Magnificent View #860
東岳廟(中国)

(C) Robert Harding Images / Masterfile / amanaimages

 北京の中心地に立つ東岳廟は、山東省に聳える泰山の山の神を祀った道教の寺院。創建は元代の1319年だが、現在の建物は清代に改築されている。

 泰山の山の神は人間の寿命をつかさどり、また、人が亡くなるとその魂は泰山に帰るとも信じられている。東岳廟は長く人々の信仰を集めていたが、1949年に中華人民共和国が建国されると、建物は警察学校や政府機関として利用され、市民が拝観することはできなくなってしまった。

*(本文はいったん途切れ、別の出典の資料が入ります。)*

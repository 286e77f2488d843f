use serde::{Deserialize, Serialize};
use std::time::Duration;

use crate::config::ScraperConfig;
use crate::models::{NAME_NOT_FOUND, PriceState, ProductQuery, ProductSnapshot};
use crate::scraper::PageDriver;
use crate::utils::error::{AppError, Result};

/// What came out of extracting one product page.
#[derive(Debug, Clone, Serialize, Deserialize, PartialEq, Eq)]
#[serde(tag = "outcome", rename_all = "lowercase")]
pub enum ExtractionOutcome {
    Complete(ProductSnapshot),
    /// The page could not be read; the snapshot holds placeholders.
    Degraded {
        snapshot: ProductSnapshot,
        reason: String,
    },
}

impl ExtractionOutcome {
    pub fn snapshot(&self) -> &ProductSnapshot {
        match self {
            ExtractionOutcome::Complete(snapshot) => snapshot,
            ExtractionOutcome::Degraded { snapshot, .. } => snapshot,
        }
    }

    pub fn into_snapshot(self) -> ProductSnapshot {
        match self {
            ExtractionOutcome::Complete(snapshot) => snapshot,
            ExtractionOutcome::Degraded { snapshot, .. } => snapshot,
        }
    }

    pub fn is_degraded(&self) -> bool {
        matches!(self, ExtractionOutcome::Degraded { .. })
    }
}

/// Reads the product name and price state off a Uniqlo product page.
#[derive(Debug, Clone)]
pub struct PageExtractor {
    title_selector: String,
    price_selector: String,
    timeout: Duration,
}

impl Default for PageExtractor {
    fn default() -> Self {
        Self::from_config(&ScraperConfig::default())
    }
}

impl PageExtractor {
    pub fn new(title_selector: impl Into<String>, price_selector: impl Into<String>, timeout: Duration) -> Self {
        Self {
            title_selector: title_selector.into(),
            price_selector: price_selector.into(),
            timeout,
        }
    }

    pub fn from_config(config: &ScraperConfig) -> Self {
        Self::new(
            config.title_selector.clone(),
            config.price_selector.clone(),
            config.element_timeout(),
        )
    }

    /// Navigates `driver` to the query URL and extracts the product.
    ///
    /// Never fails: any problem is logged and yields a degraded snapshot with
    /// the placeholder price, so one bad page cannot abort the run. A name
    /// that was already read is kept.
    pub fn extract<D: PageDriver + ?Sized>(&self, driver: &D, query: &ProductQuery) -> ExtractionOutcome {
        let url = &query.url;

        let name = match self.read_title(driver, url) {
            Ok(name) => name,
            Err(e) => return degraded(url, NAME_NOT_FOUND, e),
        };

        match driver.find_all(&self.price_selector) {
            Ok(prices) => {
                tracing::debug!("Found {} price element(s) on {}", prices.len(), url);
                ExtractionOutcome::Complete(ProductSnapshot::new(url, name, PriceState::classify(&prices)))
            }
            Err(e) => degraded(url, &name, e),
        }
    }

    fn read_title<D: PageDriver + ?Sized>(&self, driver: &D, url: &str) -> Result<String> {
        driver.navigate(url)?;
        let name = driver.wait_for(&self.title_selector, self.timeout)?;
        Ok(name.trim().to_string())
    }
}

fn degraded(url: &str, name: &str, err: AppError) -> ExtractionOutcome {
    tracing::warn!("An error occurred while checking {}: {}", url, err);
    ExtractionOutcome::Degraded {
        snapshot: ProductSnapshot::new(url, name, PriceState::Unknown),
        reason: err.to_string(),
    }
}
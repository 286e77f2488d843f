use super::*;
use sale_watcher::plugins::TelegramNotifier;
use sale_watcher::{NotificationOutcome, PriceChecker, ProductQuery};
use serde_json::json;
use wiremock::matchers::{method, path};
use wiremock::{Mock, MockServer, ResponseTemplate};

fn three_products() -> ScriptedBrowser {
    ScriptedBrowser::new()
        .with_page(JEANS_URL, "Ultra Stretch Jeans", &["Rp 599.000"])
        .with_page(SHIRT_URL, "AIRism Cotton Oversized T-Shirt", &["Rp 199.000", "Rp 149.000"])
        .with_page(PARKA_URL, "Pocketable UV Protection Parka", &["Rp 499.000"])
}

fn queries() -> Vec<ProductQuery> {
    ProductQuery::from_urls([JEANS_URL, SHIRT_URL, PARKA_URL])
}

#[tokio::test]
async fn test_middle_product_on_sale_sends_one_block() -> anyhow::Result<()> {
    let server = MockServer::start().await;
    Mock::given(method("POST"))
        .and(path(format!("/bot{}/sendMessage", TEST_TOKEN)))
        .respond_with(ResponseTemplate::new(200).set_body_json(json!({
            "ok": true,
            "result": { "message_id": 1001 }
        })))
        .expect(1)
        .mount(&server)
        .await;

    let config = get_test_config(&server.uri());
    let notifier = TelegramNotifier::new(config.telegram.clone())?;
    let checker = PriceChecker::new(three_products(), Box::new(notifier), &config);

    let summary = checker.run(&queries()).await;

    assert_eq!(summary.products_checked, 3);
    assert_eq!(summary.products_degraded, 0);
    assert_eq!(summary.sale_items.len(), 1);
    assert_eq!(summary.sale_items[0].url, SHIRT_URL);
    assert_eq!(
        summary.notification,
        NotificationOutcome::Delivered { message_id: Some(1001) }
    );

    let requests = server.received_requests().await.unwrap();
    assert_eq!(requests.len(), 1);
    let body: serde_json::Value = serde_json::from_slice(&requests[0].body)?;
    let text = body["text"].as_str().unwrap();

    assert!(text.contains("You have 1 item(s) on sale:"));
    assert_eq!(text.matches("[Tap to open in app]").count(), 1);
    assert!(text.contains("*AIRism Cotton Oversized T-Shirt*"));
    assert!(text.contains("Now *Rp 149.000* (was ~Rp 199.000~)"));
    assert!(text.contains("(https://s.uniqlo.com/id/en/product/E479169-000)"));
    assert!(!text.contains("Ultra Stretch Jeans"));
    assert!(!text.contains("Pocketable UV Protection Parka"));

    Ok(())
}

#[tokio::test]
async fn test_notifier_receives_only_sale_items() {
    let notifier = RecordingNotifier::default();
    let calls = Arc::clone(&notifier.calls);
    let config = get_test_config("http://127.0.0.1:1");
    let checker = PriceChecker::new(three_products(), Box::new(notifier), &config);

    let summary = checker.run(&queries()).await;

    assert_eq!(summary.products_checked, 3);
    let calls = calls.lock().unwrap();
    assert_eq!(calls.len(), 1);
    assert_eq!(calls[0].len(), 1);
    assert_eq!(calls[0][0].name, "AIRism Cotton Oversized T-Shirt");
}

#[test]
fn test_browser_visits_each_query_once() {
    let browser = three_products();
    let config = get_test_config("http://127.0.0.1:1");
    let extractor = sale_watcher::PageExtractor::from_config(&config.scraper);

    for query in queries() {
        extractor.extract(&browser, &query);
    }

    assert_eq!(browser.visits(), vec![JEANS_URL, SHIRT_URL, PARKA_URL]);
}

#[tokio::test]
async fn test_no_sales_sends_nothing() {
    let browser = ScriptedBrowser::new()
        .with_page(JEANS_URL, "Ultra Stretch Jeans", &["Rp 599.000"])
        .with_page(PARKA_URL, "Pocketable UV Protection Parka", &[]);
    let notifier = RecordingNotifier::default();
    let calls = Arc::clone(&notifier.calls);
    let config = get_test_config("http://127.0.0.1:1");
    let checker = PriceChecker::new(browser, Box::new(notifier), &config);

    let summary = checker
        .run(&ProductQuery::from_urls([JEANS_URL, SHIRT_URL, PARKA_URL]))
        .await;

    // SHIRT_URL is not scripted, so that page degrades
    assert_eq!(summary.products_degraded, 1);
    assert!(summary.sale_items.is_empty());
    assert_eq!(summary.notification, NotificationOutcome::NoSales);
    assert!(calls.lock().unwrap().is_empty());
}

#[tokio::test]
async fn test_unconfigured_telegram_still_completes() {
    let mut config = get_test_config("http://127.0.0.1:1");
    config.telegram = TelegramConfig::default();

    let notifier = TelegramNotifier::new(config.telegram.clone()).unwrap();
    let checker = PriceChecker::new(three_products(), Box::new(notifier), &config);

    let summary = checker.run(&queries()).await;

    assert_eq!(summary.sale_items.len(), 1);
    assert!(matches!(summary.notification, NotificationOutcome::Skipped { .. }));
}
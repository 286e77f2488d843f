use anyhow::Result;
use clap::Parser;
use std::path::PathBuf;
use tracing::{info, warn};

use sale_watcher::plugins::{NotifierPlugin, TelegramNotifier};
use sale_watcher::{AppConfig, ChromePage, NotificationOutcome, PriceChecker, ProductQuery};

#[derive(Parser, Debug)]
#[command(name = "sale-watcher")]
#[command(about = "Checks Uniqlo product pages for sales and posts a summary to Telegram")]
#[command(version)]
struct Args {
    /// Configuration file (TOML, JSON or YAML); defaults to config/default.* if present
    #[arg(short, long)]
    config: Option<PathBuf>,

    /// Product URL to check instead of the configured list (repeatable)
    #[arg(short, long = "product", value_name = "URL")]
    products: Vec<String>,
}

#[tokio::main]
async fn main() -> Result<()> {
    dotenvy::dotenv().ok();

    // Initialize tracing
    tracing_subscriber::fmt()
        .with_env_filter(
            tracing_subscriber::EnvFilter::from_default_env()
                .add_directive("sale_watcher=info".parse()?),
        )
        .init();

    let args = Args::parse();

    let mut config = AppConfig::load(args.config.as_deref())?;
    if !args.products.is_empty() {
        config.products = args.products;
        config.validate()?;
    }

    let queries = ProductQuery::from_urls(config.products.iter().cloned());

    let notifier = TelegramNotifier::new(config.telegram.clone())?;
    if !notifier.is_configured() {
        warn!("Telegram credentials are not set; sales will be logged but not sent");
    }

    // The browser is closed when `checker` drops, on every path out of main
    let page = ChromePage::launch(&config.scraper)?;
    let checker = PriceChecker::new(page, Box::new(notifier), &config);

    let summary = checker.run(&queries).await;

    info!(
        "Checked {} product(s): {} on sale, {} unreadable",
        summary.products_checked,
        summary.sale_items.len(),
        summary.products_degraded
    );
    if let NotificationOutcome::Failed { error } = &summary.notification {
        warn!("Sale notification was not delivered: {}", error);
    }

    Ok(())
}
pub mod product;
pub mod sale_report;

// Re-exports for convenience
pub use product::*;
pub use sale_report::*;
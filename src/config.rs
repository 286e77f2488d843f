use config::{Config, ConfigError, Environment, File};
use serde::{Deserialize, Serialize};
use std::path::Path;
use std::time::Duration;
use url::Url;

/// Sentinel values that mean "Telegram has not been set up".
pub const PLACEHOLDER_BOT_TOKEN: &str = "YOUR_BOT_TOKEN_HERE";
pub const PLACEHOLDER_CHAT_ID: &str = "YOUR_CHAT_ID_HERE";

const ENV_PREFIX: &str = "SALE_WATCHER";
const DEFAULT_CONFIG_FILE: &str = "config/default";

#[derive(Debug, Clone, Serialize, Deserialize)]
#[serde(default)]
pub struct AppConfig {
    pub telegram: TelegramConfig,
    pub scraper: ScraperConfig,
    /// Product page URLs, checked in this order.
    pub products: Vec<String>,
}

#[derive(Debug, Clone, Serialize, Deserialize)]
#[serde(default)]
pub struct TelegramConfig {
    pub bot_token: String,
    pub chat_id: String,
    pub api_base_url: String,
    pub alert_title: String,
    /// Seconds before the sendMessage request is abandoned.
    pub request_timeout: u64,
}

#[derive(Debug, Clone, Serialize, Deserialize)]
#[serde(default)]
pub struct ScraperConfig {
    pub chrome_path: Option<String>,
    pub headless: bool,
    pub user_agent: Option<String>,
    /// Seconds to wait for the product title to appear.
    pub element_timeout: u64,
    /// Pause between two product pages.
    pub pacing_delay_ms: u64,
    pub title_selector: String,
    pub price_selector: String,
}

impl Default for AppConfig {
    fn default() -> Self {
        Self {
            telegram: TelegramConfig::default(),
            scraper: ScraperConfig::default(),
            products: vec![
                "https://www.uniqlo.com/id/id/products/E479169-000?colorCode=COL09&sizeCode=SMA007".to_string(),
                "https://www.uniqlo.com/id/id/products/E474437-000?colorCode=COL00&sizeCode=SMA007".to_string(),
                "https://www.uniqlo.com/id/id/products/E478913-000?colorCode=COL00&sizeCode=SMA006".to_string(),
                "https://www.uniqlo.com/id/id/products/E474432-000?colorCode=COL09&sizeCode=SMA007".to_string(),
            ],
        }
    }
}

impl Default for TelegramConfig {
    fn default() -> Self {
        Self {
            bot_token: PLACEHOLDER_BOT_TOKEN.to_string(),
            chat_id: PLACEHOLDER_CHAT_ID.to_string(),
            api_base_url: "https://api.telegram.org".to_string(),
            alert_title: "Uniqlo Sale Alert!".to_string(),
            request_timeout: 30,
        }
    }
}

impl Default for ScraperConfig {
    fn default() -> Self {
        Self {
            chrome_path: None,
            headless: true,
            user_agent: None,
            element_timeout: 15,
            pacing_delay_ms: 2000,
            title_selector: "h1.fr-head".to_string(),
            price_selector: ".fr-price-currency".to_string(),
        }
    }
}

impl TelegramConfig {
    /// False while either credential is empty or still a placeholder.
    pub fn is_configured(&self) -> bool {
        is_set(&self.bot_token, PLACEHOLDER_BOT_TOKEN) && is_set(&self.chat_id, PLACEHOLDER_CHAT_ID)
    }

    pub fn send_message_url(&self) -> String {
        format!(
            "{}/bot{}/sendMessage",
            self.api_base_url.trim_end_matches('/'),
            self.bot_token
        )
    }

    pub fn request_timeout(&self) -> Duration {
        Duration::from_secs(self.request_timeout)
    }
}

impl ScraperConfig {
    pub fn element_timeout(&self) -> Duration {
        Duration::from_secs(self.element_timeout)
    }

    pub fn pacing_delay(&self) -> Duration {
        Duration::from_millis(self.pacing_delay_ms)
    }
}

fn is_set(value: &str, placeholder: &str) -> bool {
    let value = value.trim();
    !value.is_empty() && value != placeholder
}

impl AppConfig {
    /// Loads defaults, then the config file, then `SALE_WATCHER__*` variables.
    ///
    /// Without an explicit path, `config/default.{toml,json,yaml}` is read if present.
    pub fn load(path: Option<&Path>) -> crate::utils::error::Result<Self> {
        let file = match path {
            Some(path) => File::from(path),
            None => File::with_name(DEFAULT_CONFIG_FILE).required(false),
        };

        let s = Config::builder()
            .add_source(file)
            .add_source(
                Environment::with_prefix(ENV_PREFIX)
                    .separator("__")
                    .list_separator(",")
                    .with_list_parse_key("products"),
            )
            .build()?;

        let mut config: AppConfig = s.try_deserialize()?;
        config.apply_env_fallbacks(|key| std::env::var(key).ok());
        config.validate()?;
        Ok(config)
    }

    /// Fills values still unset from the conventional unprefixed variables
    /// (`TELEGRAM_BOT_TOKEN`, `TELEGRAM_CHAT_ID`, `CHROME_PATH`).
    pub fn apply_env_fallbacks<F>(&mut self, lookup: F)
    where
        F: Fn(&str) -> Option<String>,
    {
        if !is_set(&self.telegram.bot_token, PLACEHOLDER_BOT_TOKEN) {
            if let Some(token) = lookup("TELEGRAM_BOT_TOKEN").filter(|v| !v.trim().is_empty()) {
                self.telegram.bot_token = token;
            }
        }

        if !is_set(&self.telegram.chat_id, PLACEHOLDER_CHAT_ID) {
            if let Some(chat_id) = lookup("TELEGRAM_CHAT_ID").filter(|v| !v.trim().is_empty()) {
                self.telegram.chat_id = chat_id;
            }
        }

        if self.scraper.chrome_path.is_none() {
            self.scraper.chrome_path = lookup("CHROME_PATH");
        }
    }

    pub fn validate(&self) -> Result<(), ConfigError> {
        for product in &self.products {
            if Url::parse(product).is_err() {
                return Err(ConfigError::Message(format!("Invalid product URL: {}", product)));
            }
        }

        if Url::parse(&self.telegram.api_base_url).is_err() {
            return Err(ConfigError::Message("Invalid Telegram API base URL".into()));
        }

        if self.telegram.request_timeout == 0 {
            return Err(ConfigError::Message("Telegram request_timeout must be greater than 0".into()));
        }

        if self.scraper.element_timeout == 0 {
            return Err(ConfigError::Message("Scraper element_timeout must be greater than 0".into()));
        }

        if self.scraper.title_selector.trim().is_empty() || self.scraper.price_selector.trim().is_empty() {
            return Err(ConfigError::Message("Scraper selectors must not be empty".into()));
        }

        Ok(())
    }
}
use chrono::Local;
use serde::{Deserialize, Serialize};
use std::time::Duration;

use crate::config::AppConfig;
use crate::extractor::PageExtractor;
use crate::models::{ProductQuery, ProductSnapshot, SaleReport};
use crate::plugins::traits::NotifierPlugin;
use crate::scraper::PageDriver;

pub type NotifierPluginBox = Box<dyn NotifierPlugin>;

#[derive(Debug, Clone, Serialize, Deserialize, PartialEq, Eq)]
#[serde(tag = "status", rename_all = "snake_case")]
pub enum NotificationOutcome {
    /// Nothing was on sale, so the notifier was not called.
    NoSales,
    Delivered { message_id: Option<i64> },
    Skipped { reason: String },
    Failed { error: String },
}

#[derive(Debug, Clone, Serialize, Deserialize)]
pub struct RunSummary {
    pub products_checked: usize,
    pub products_degraded: usize,
    pub sale_items: Vec<ProductSnapshot>,
    pub notification: NotificationOutcome,
}

/// Checks every configured product once and reports the sales found.
pub struct PriceChecker<D: PageDriver> {
    driver: D,
    notifier: NotifierPluginBox,
    extractor: PageExtractor,
    pacing_delay: Duration,
}

impl<D: PageDriver> PriceChecker<D> {
    pub fn new(driver: D, notifier: NotifierPluginBox, config: &AppConfig) -> Self {
        Self {
            driver,
            notifier,
            extractor: PageExtractor::from_config(&config.scraper),
            pacing_delay: config.scraper.pacing_delay(),
        }
    }

    pub fn with_pacing_delay(mut self, pacing_delay: Duration) -> Self {
        self.pacing_delay = pacing_delay;
        self
    }

    /// Runs one pass over `queries` in order.
    ///
    /// Pages are visited one at a time with the pacing delay between them.
    /// The notifier is called at most once, after the last page, and only
    /// when at least one product is on sale. Per-page and delivery failures
    /// are logged and reflected in the summary, never returned.
    pub async fn run(&self, queries: &[ProductQuery]) -> RunSummary {
        let total = queries.len();
        tracing::info!(
            "[{}] Starting multi-item price check for {} products...",
            Local::now().format("%Y-%m-%d %H:%M:%S"),
            total
        );

        let mut report = SaleReport::new();
        let mut degraded = 0;

        for (index, query) in queries.iter().enumerate() {
            tracing::info!("Checking item {}/{}: {}", index + 1, total, query.url);

            let outcome = self.extractor.extract(&self.driver, query);
            if outcome.is_degraded() {
                degraded += 1;
            }

            let snapshot = outcome.into_snapshot();
            tracing::debug!(
                "{}: {} (on sale: {})",
                snapshot.name,
                snapshot.current_price,
                snapshot.is_on_sale
            );
            if report.record(snapshot) {
                tracing::info!("Item {}/{} is on sale", index + 1, total);
            }

            if index + 1 < total && !self.pacing_delay.is_zero() {
                tokio::time::sleep(self.pacing_delay).await;
            }
        }

        let notification = self.send_report(&report).await;

        tracing::info!(
            "[{}] Price check complete.",
            Local::now().format("%Y-%m-%d %H:%M:%S")
        );

        RunSummary {
            products_checked: total,
            products_degraded: degraded,
            sale_items: report.into_items(),
            notification,
        }
    }

    async fn send_report(&self, report: &SaleReport) -> NotificationOutcome {
        if report.is_empty() {
            tracing::info!("Finished check. No items are on sale today.");
            return NotificationOutcome::NoSales;
        }

        tracing::info!(
            "Found {} item(s) on sale! Preparing summary notification...",
            report.len()
        );

        match self.notifier.notify(report.items()).await {
            Ok(result) if result.delivered => NotificationOutcome::Delivered {
                message_id: result.message_id,
            },
            Ok(result) => NotificationOutcome::Skipped {
                reason: result.skipped_reason.unwrap_or_default(),
            },
            Err(e) => {
                tracing::error!("Error sending notification: {}", e);
                NotificationOutcome::Failed {
                    error: e.to_string(),
                }
            }
        }
    }
}
pub mod error;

ふたたび多くの人が参拝するようになったのは、一般開放された1998年以降のこと。

 旧正月の時期、人々が楽しみにしているのが、東岳廟で行なわれる「廟会」だ。これは初詣と縁日を合わせたような大きなイベント。境内には屋台がずらりと並び、昔ながらの人形劇や、伝統衣装をまとった楽団員による廟楽の演奏などで盛り上がる。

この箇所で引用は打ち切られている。